(Records from a dataset)

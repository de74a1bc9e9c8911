//! Turning a [`TransformationDraft`] into a submittable transformation
//!
//! Inline values are serialized with their pin celltype. Code whose celltype
//! has a semantic form is keyed by the checksum of that form; the syntactic
//! buffer is kept so the engine can hand the original text to the runner.

use crate::checksum::{calculate_checksum, Buffer, Checksum};
use crate::codec::{serialize, Celltype, Value};
use crate::error::{Result, SeamlessError};
use crate::runner::RunnerRegistry;
use crate::transformation::{
    transformation_checksum, Pin, PinValue, Transformation, TransformationDraft, CODE_PIN,
};

/// A syntactic checksum and the semantic checksum it maps to
#[derive(Debug, Clone, PartialEq, Eq)]
pub struct SemanticPair {
    pub syntactic: Checksum,
    pub semantic: Checksum,
    pub celltype: Celltype,
    pub subcelltype: Option<String>,
}

#[derive(Debug, Clone)]
pub struct PreparedTransformation {
    pub checksum: Checksum,
    pub transformation: Transformation,
    /// Buffers of inline values, both syntactic and semantic forms
    pub buffers: Vec<(Checksum, Buffer)>,
    pub semantic_pairs: Vec<SemanticPair>,
}

/// Buffer of an inline value and, when it differs, the buffer of its semantic form
pub fn semantic_buffers(
    value: &Value,
    celltype: Celltype,
    runners: &RunnerRegistry,
) -> Result<(Buffer, Option<Buffer>)> {
    let buffer = serialize(value, celltype)?;
    if celltype.syntactic_is_semantic() {
        return Ok((buffer, None));
    }
    let source = std::str::from_utf8(&buffer).map_err(|e| SeamlessError::codec(celltype.as_str(), e))?;
    let Some(canonical) = runners.canonicalize(celltype, source)? else {
        return Ok((buffer, None));
    };
    let semantic = serialize(&Value::Text(canonical), celltype)?;
    if semantic == buffer {
        return Ok((buffer, None));
    }
    Ok((buffer, Some(semantic)))
}

/// Resolve every inline value of a draft to a checksum
///
/// Pins that refer to other drafts must have been computed already; the
/// service replaces them with result checksums before calling this.
pub fn prepare_draft(draft: &TransformationDraft, runners: &RunnerRegistry) -> Result<PreparedTransformation> {
    let mut transformation = Transformation::new(draft.language.clone(), draft.output.clone());
    transformation.dunder = draft.dunder.clone();
    let mut buffers = Vec::new();
    let mut semantic_pairs = Vec::new();

    for (name, (celltype, subcelltype, value)) in &draft.pins {
        let checksum = match value {
            PinValue::Checksum(checksum) => *checksum,
            PinValue::Value(value) => {
                let (buffer, semantic) = semantic_buffers(value, *celltype, runners)?;
                let syntactic = calculate_checksum(&buffer);
                buffers.push((syntactic, buffer));
                match semantic {
                    Some(semantic_buffer) => {
                        let semantic = calculate_checksum(&semantic_buffer);
                        buffers.push((semantic, semantic_buffer));
                        semantic_pairs.push(SemanticPair {
                            syntactic,
                            semantic,
                            celltype: *celltype,
                            subcelltype: subcelltype.clone(),
                        });
                        if name == CODE_PIN {
                            transformation.code_checksum = Some(syntactic);
                        }
                        semantic
                    }
                    None => syntactic,
                }
            }
            PinValue::Transformation(_) => {
                return Err(SeamlessError::InvalidTransformation(format!(
                    "pin '{name}' still refers to an unevaluated transformation"
                )))
            }
        };
        let mut pin = Pin::new(*celltype, checksum);
        pin.subcelltype = subcelltype.clone();
        transformation.pins.insert(name.clone(), pin);
    }

    Ok(PreparedTransformation {
        checksum: transformation_checksum(&transformation),
        transformation,
        buffers,
        semantic_pairs,
    })
}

### Task brief
Copy out each entry above with no deviation.

### Solution to this exercise
repository de74a1bc9e9c8911
//! Turning a [`TransformationDraft`] into a submittable transformation
//!
//! Inline values are serialized with their pin celltype. Code whose celltype
//! has a semantic form is keyed by the checksum of that form; the syntactic
//! buffer is kept so the engine can hand the original text to the runner.

use crate::checksum::{calculate_checksum, Buffer, Checksum};
use crate::codec::{serialize, Celltype, Value};
use crate::error::{Result, SeamlessError};
use crate::runner::RunnerRegistry;
use crate::transformation::{
    transformation_checksum, Pin, PinValue, Transformation, TransformationDraft, CODE_PIN,
};

/// A syntactic checksum and the semantic checksum it maps to
#[derive(Debug, Clone, PartialEq, Eq)]
pub struct SemanticPair {
    pub syntactic: Checksum,
    pub semantic: Checksum,
    pub celltype: Celltype,
    pub subcelltype: Option<String>,
}

#[derive(Debug, Clone)]
pub struct PreparedTransformation {
    pub checksum: Checksum,
    pub transformation: Transformation,
    /// Buffers of inline values, both syntactic and semantic forms
    pub buffers: Vec<(Checksum, Buffer)>,
    pub semantic_pairs: Vec<SemanticPair>,
}

/// Buffer of an inline value and, when it differs, the buffer of its semantic form
pub fn semantic_buffers(
    value: &Value,
    celltype: Celltype,
    runners: &RunnerRegistry,
) -> Result<(Buffer, Option<Buffer>)> {
    let buffer = serialize(value, celltype)?;
    if celltype.syntactic_is_semantic() {
        return Ok((buffer, None));
    }
    let source = std::str::from_utf8(&buffer).map_err(|e| SeamlessError::codec(celltype.as_str(), e))?;
    let Some(canonical) = runners.canonicalize(celltype, source)? else {
        return Ok((buffer, None));
    };
    let semantic = serialize(&Value::Text(canonical), celltype)?;
    if semantic == buffer {
        return Ok((buffer, None));
    }
    Ok((buffer, Some(semantic)))
}

/// Resolve every inline value of a draft to a checksum
///
/// Pins that refer to other drafts must have been computed already; the
/// service replaces them with result checksums before calling this.
pub fn prepare_draft(draft: &TransformationDraft, runners: &RunnerRegistry) -> Result<PreparedTransformation> {
    let mut transformation = Transformation::new(draft.language.clone(), draft.output.clone());
    transformation.dunder = draft.dunder.clone();
    let mut buffers = Vec::new();
    let mut semantic_pairs = Vec::new();

    for (name, (celltype, subcelltype, value)) in &draft.pins {
        let checksum = match value {
            PinValue::Checksum(checksum) => *checksum,
            PinValue::Value(value) => {
                let (buffer, semantic) = semantic_buffers(value, *celltype, runners)?;
                let syntactic = calculate_checksum(&buffer);
                buffers.push((syntactic, buffer));
                match semantic {
                    Some(semantic_buffer) => {
                        let semantic = calculate_checksum(&semantic_buffer);
                        buffers.push((semantic, semantic_buffer));
                        semantic_pairs.push(SemanticPair {
                            syntactic,
                            semantic,
                            celltype: *celltype,
                            subcelltype: subcelltype.clone(),
                        });
                        if name == CODE_PIN {
                            transformation.code_checksum = Some(syntactic);
                        }
                        semantic
                    }
                    None => syntactic,
                }
            }
            PinValue::Transformation(_) => {
                return Err(SeamlessError::InvalidTransformation(format!(
                    "pin '{name}' still refers to an unevaluated transformation"
                )))
            }
        };
        let mut pin = Pin::new(*celltype, checksum);
        pin.subcelltype = subcelltype.clone();
        transformation.pins.insert(name.clone(), pin);
    }

    Ok(PreparedTransformation {
        checksum: transformation_checksum(&transformation),
        transformation,
        buffers,
        semantic_pairs,
    })
}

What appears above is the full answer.